How the WASP lost his way - a review of Fraser's The WASP Question


The WASP Question: An essay on the biocultural evolution, present predicament and future prospects of the invisible race by Andrew Fraser.  ISBN 978-1-907166-29-7. Arktos Media (Arktos £20, Amazon $30). According to Fraser, WASPs have lost their collective soul. They accept prejudice against themselves and suffer from their own Anglophobia and ethnomasochism. Fraser traces out the history of how this has come about. Review by Robert Hughes.

The term WASPs (White Anglo Saxon Protestants), a slightly derogatory term that dates back to the 1950s, has come to be accepted by the people it describes. For that matter Anglo-Saxons have come to accept and absorb prejudice against themselves, (Anglophobia, as Fraser refers to it) even to the point of holding their ancestors responsible for monstrous crimes against humanity.

Proud Anglo-Saxon patriots are few in number and political pariahs. Much better-off are the “organization men’ and ‘liberated’ women denounce and despise any explicit expression of in-group solidarity among their kith and kin. In age of diversity WASPs have lost their collective soul and have become the invisible race.

Considering how much Anglo-Saxons have contributed to the world this is a pretty strange situation. To seek the origins of this Fraser takes a historical perspective going back to days of ancient Germanic tribes and early Anglo-Saxon England. these tribes had a habit of killing non-performing leaders, some, perhaps unfortunately not practiced today.*

While the Anglo-Saxons were not Christians when they first settled in Britain, by 697 the ‘Angelcynns’ or English race had been converted and had their own archbishop in Canterbury. Within 100 years of conversion, the founding tribes had fused into into a single nation within a single church. The church appears to have fostered a sense of spiritual unity and a vision common ethnocultural identity among all the Anglo-Saxons.

Fraser continues the history of the Anglo-Saxons, including the Norman conquest of 1066 and the struggle between church and state. William the Conquerer and his immediate successors rejected papal claims to supremacy over the church in England. Under the reign of Stephen (1154AD) however the papal party mad substantial gains in power. Nevertheless in later years Henry VIII installed himself as Supreme Head of the Church of England.

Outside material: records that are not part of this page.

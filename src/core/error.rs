use thiserror::Error;

/// Errors that can occur during product construction or invoice mutation.
#[derive(Debug, Error)]
#[non_exhaustive]
pub enum InvoiceError {
    /// A precondition on an argument was violated.
    #[error("invalid argument: {0}")]
    InvalidArgument(ValidationError),
}

impl InvoiceError {
    pub(crate) fn invalid(field: impl Into<String>, message: impl Into<String>) -> Self {
        Self::InvalidArgument(ValidationError::new(field, message))
    }
}

/// A single rejected argument with field name and message.
#[derive(Debug, Clone, PartialEq, Eq)]
pub struct ValidationError {
    /// Name of the offending argument (e.g. "price", "quantity").
    pub field: String,
    /// Human-readable error description.
    pub message: String,
}

impl std::fmt::Display for ValidationError {
    fn fmt(&self, f: &mut std::fmt::Formatter<'_>) -> std::fmt::Result {
        write!(f, "{}: {}", self.field, self.message)
    }
}

impl ValidationError {
    /// Create a validation error for `field`.
    pub fn new(field: impl Into<String>, message: impl Into<String>) -> Self {
        Self {
            field: field.into(),
            message: message.into(),
        }
    }
}
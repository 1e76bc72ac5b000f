//! Lifecycle management subsystem.
//!
//! # Data Flow
//! ```text
//! Startup (main.rs):
//!     Parse CLI → Load settings → Validate → Init logging → Bind listener → Serve
//!
//! Shutdown (shutdown.rs):
//!     Signal received → Stop accepting → Drain in-flight requests → Exit
//!
//! Signals (signals.rs):
//!     SIGTERM/SIGINT → Trigger graceful shutdown
//! ```

pub mod shutdown;
pub mod signals;

pub use shutdown::Shutdown;
pub use signals::{spawn_signal_listener, wait_for_signal};
//! Request ID handling.
//!
//! # Responsibilities
//! - Generate a UUID v4 request ID when the caller did not send one
//! - Expose the ID to the trace span of the request
//! - Echo the ID back on the response
//!
//! # Design Decisions
//! - Request ID added as early as possible for tracing
//! - A caller-supplied `x-request-id` is kept as-is

use axum::http::{HeaderName, HeaderValue, Request};
use tower_http::request_id::{MakeRequestId, RequestId};
use uuid::Uuid;

pub const X_REQUEST_ID: HeaderName = HeaderName::from_static("x-request-id");

/// Generates UUID v4 request IDs.
#[derive(Clone, Copy, Debug, Default)]
pub struct MakeRequestUuid;

impl MakeRequestId for MakeRequestUuid {
    fn make_request_id<B>(&mut self, _request: &Request<B>) -> Option<RequestId> {
        let id = Uuid::new_v4().to_string();
        HeaderValue::from_str(&id).ok().map(RequestId::new)
    }
}

/// Read the request ID of a request, or `"unknown"` if it has none.
pub fn request_id_of<B>(request: &Request<B>) -> &str {
    request
        .headers()
        .get(&X_REQUEST_ID)
        .and_then(|v| v.to_str().ok())
        .unwrap_or("unknown")
}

After the English Civil War and the ascendency of the Puritan Oliver Cromwell there was a rejection of the past-oriented folk religion of their germanic ancestors. The puritans refused to recognize the established Church of England as the symbol of unity. This was a blow to established tradition.

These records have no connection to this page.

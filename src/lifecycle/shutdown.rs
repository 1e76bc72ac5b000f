//! Graceful shutdown trigger shared by `main.rs` and the integration tests.
//!
//! `HttpServer::run` takes a receiver from [`Shutdown::subscribe`]; the signal
//! listener (or a test's `TestRelay` on drop) calls [`Shutdown::trigger`] and
//! axum stops accepting, then drains requests still waiting on Prosody.

use tokio::sync::broadcast;

/// One-shot fan-out of the stop request to every running relay task.
pub struct Shutdown {
    tx: broadcast::Sender<()>,
}

impl Shutdown {
    pub fn new() -> Self {
        let (tx, _) = broadcast::channel(1);
        Self { tx }
    }

    /// Receiver to hand to `HttpServer::run`.
    pub fn subscribe(&self) -> broadcast::Receiver<()> {
        self.tx.subscribe()
    }

    /// Ask every subscribed server to stop. A no-op once all servers are gone.
    pub fn trigger(&self) {
        if self.tx.send(()).is_err() {
            tracing::debug!("Shutdown requested with no running server");
        }
    }
}

impl Default for Shutdown {
    fn default() -> Self {
        Self::new()
    }
}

Further pulling apart the compact and cohesive Anglo Protestant civilization and the abrupt rise of homo americanus. Civic patriotism, according to Fraser, cannot be sustained in multiracial societies. Added to the corrosive influence of ethnic heterogeneity is the hedonistic consumerism of the welfare state and its dependence on the cornucopian myth of endless growth and development. Multiculturalism and the worship of the other run concurrently with the worship of Mammon and the sovereign state.

WASPs according to Fraser are trusting souls and hence can be easily exploited by false promises. Nowadays Asians and other Third world migrants daily swear allegiance to Anglo-Saxon civic cultures that are really at odds with their own traditions and folkways. The more genetically distant immigrants are from the host population, the less capable they will be of building or sustaining the economic and social conditions characteristic of Anglo-Saxon societies.

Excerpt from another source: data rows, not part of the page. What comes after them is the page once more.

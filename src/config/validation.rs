//! Configuration validation.
//!
//! Semantic checks run after deserialization and environment overrides.
//! All problems are reported at once rather than stopping at the first.

use std::net::SocketAddr;

use thiserror::Error;
use url::Url;

use crate::config::schema::Settings;

/// A single semantic problem in the settings.
#[derive(Debug, Error, Clone, PartialEq, Eq)]
pub enum ValidationError {
    #[error("api_key must not be empty")]
    EmptyApiKey,

    #[error("prosody_url '{url}' is not a valid URL: {reason}")]
    InvalidProsodyUrl { url: String, reason: String },

    #[error("prosody_url scheme must be http or https (got '{0}')")]
    UnsupportedScheme(String),

    #[error("bind_address '{0}' is not a valid socket address")]
    InvalidBindAddress(String),

    #[error("{0} must be greater than zero")]
    ZeroTimeout(&'static str),
}

/// Validate settings, returning every error found.
pub fn validate_settings(settings: &Settings) -> Result<(), Vec<ValidationError>> {
    let mut errors = Vec::new();

    if settings.api_key.is_empty() {
        errors.push(ValidationError::EmptyApiKey);
    }

    match Url::parse(&settings.prosody_url) {
        Ok(url) if url.scheme() != "http" && url.scheme() != "https" => {
            errors.push(ValidationError::UnsupportedScheme(url.scheme().to_string()));
        }
        Ok(_) => {}
        Err(e) => errors.push(ValidationError::InvalidProsodyUrl {
            url: settings.prosody_url.clone(),
            reason: e.to_string(),
        }),
    }

    if settings.bind_address.parse::<SocketAddr>().is_err() {
        errors.push(ValidationError::InvalidBindAddress(settings.bind_address.clone()));
    }

    if settings.health_timeout_secs == 0 {
        errors.push(ValidationError::ZeroTimeout("health_timeout_secs"));
    }
    if settings.lookup_timeout_secs == 0 {
        errors.push(ValidationError::ZeroTimeout("lookup_timeout_secs"));
    }

    if errors.is_empty() {
        Ok(())
    } else {
        Err(errors)
    }
}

In the postmodern game of identity politics Fraser contender that Negros and Jews have out-played WASPs, who suffer from their own Anglophobia and ethnomasochism.

Fraser, obviously not a republican, puts as one of his remedies for the WASP malaise, the institution of a Patriot King. Such a person, supported by a new natural aristocracy of public men, could reawaken the spirit of freedom. he and his subjects would demand the autonomy of Anglo-Saxon institutions Fraser sees other reforms as necessary to revive Anglo-Saxons including supporting the family and returning to a form of household suffrage. He notes that the institution of universal suffrage facilitated the replacement of the Anglo-Saxon people with a population of atomized, deracinated people.

Fraser makes  a lot of valid points, but it is difficult to be optimistic about about his ideas being put into into effect. He is definitely right about one thing - the worst enemy of Anglo-Saxons is themselves.